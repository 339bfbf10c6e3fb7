//! BloodStudio - A Rust GUI authoring environment for the BloodCode language
//!
//! This library provides the core functionality for BloodStudio, an
//! interactive editor and execution console for BloodCode, a small
//! instructional programming language. Programs are compiled and executed by
//! a remote service; this crate drives the editor, the syntax highlighting,
//! and the interactive execution protocol.
//!
//! ## Features
//!
//! - **Live Highlighting:** A total, deterministic token classifier runs on
//!   every keystroke and never fails on malformed input
//! - **Static Analysis:** Token listings and syntax trees fetched from the
//!   remote compiler on demand
//! - **Interactive Execution:** Programs may pause mid-run to request input;
//!   the session controller manages the prompt/resume round trips
//! - **Console Transcript:** An append-only output log with structural
//!   reconciliation of transient prompt lines
//! - **Configuration:** TOML-based configuration files
//!
//! ## Module Organization
//!
//! ### Core Functionality
//!
//! - [`syntax`] - Token classifier and keyword registry
//! - [`session`] - Session controller, output log, execution protocol
//! - [`remote`] - Typed client for the remote compile/execute service
//! - [`editor`] - Editor buffer model and line numbering
//! - [`models`] - Data structures (Token, OutputLine, Session)
//! - [`mod@error`] - Error types and Result alias
//!
//! ### Utilities
//!
//! - [`config`] - Configuration loading and validation
//!
//! ## Architecture
//!
//! BloodStudio uses a two-task model:
//!
//! - **UI Thread:** Runs the `egui` loop; owns the editor buffer and calls
//!   the classifier synchronously so highlighting stays in sync with
//!   keystrokes
//! - **Controller Task:** Owns the [`session::SessionController`] and the
//!   HTTP client; processes compile/execute requests strictly one at a time
//!
//! Communication between the two happens via async channels
//! (`tokio::mpsc`). The output log and session state are mutated only by the
//! controller task; the classifier never touches them.

#[macro_use]
extern crate tracing;

pub mod config;
pub mod error;

// Core modules
pub mod editor;
pub mod models;
pub mod remote;
pub mod session;
pub mod syntax;

// Re-exports for core functionality
pub use config::{Config, ConfigLoader};
pub use error::{Error, Result};

// Convenience re-exports for common types
pub use editor::EditorBuffer;
pub use models::{OutputLine, Session, SessionState, Token, TokenCategory};
pub use remote::{CompileAction, CompileResult, ExecuteResult, ExecutionService};
pub use session::SessionController;
pub use syntax::classify;

// Version information
/// The current version of BloodStudio from Cargo.toml
pub const VERSION: &str = env!("CARGO_PKG_VERSION");

/// The application name from Cargo.toml
pub const NAME: &str = env!("CARGO_PKG_NAME");

/// The application description from Cargo.toml
pub const DESCRIPTION: &str = env!("CARGO_PKG_DESCRIPTION");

□ □ □ □ □ □ □

Return, with no change at all, every line in the entries above from the line containing "### Core Functionality" through the line containing "- **Controller Task:**".

//! ### Core Functionality
//!
//! - [`syntax`] - Token classifier and keyword registry
//! - [`session`] - Session controller, output log, execution protocol
//! - [`remote`] - Typed client for the remote compile/execute service
//! - [`editor`] - Editor buffer model and line numbering
//! - [`models`] - Data structures (Token, OutputLine, Session)
//! - [`mod@error`] - Error types and Result alias
//!
//! ### Utilities
//!
//! - [`config`] - Configuration loading and validation
//!
//! ## Architecture
//!
//! BloodStudio uses a two-task model:
//!
//! - **UI Thread:** Runs the `egui` loop; owns the editor buffer and calls
//!   the classifier synchronously so highlighting stays in sync with
//!   keystrokes
//! - **Controller Task:** Owns the [`session::SessionController`] and the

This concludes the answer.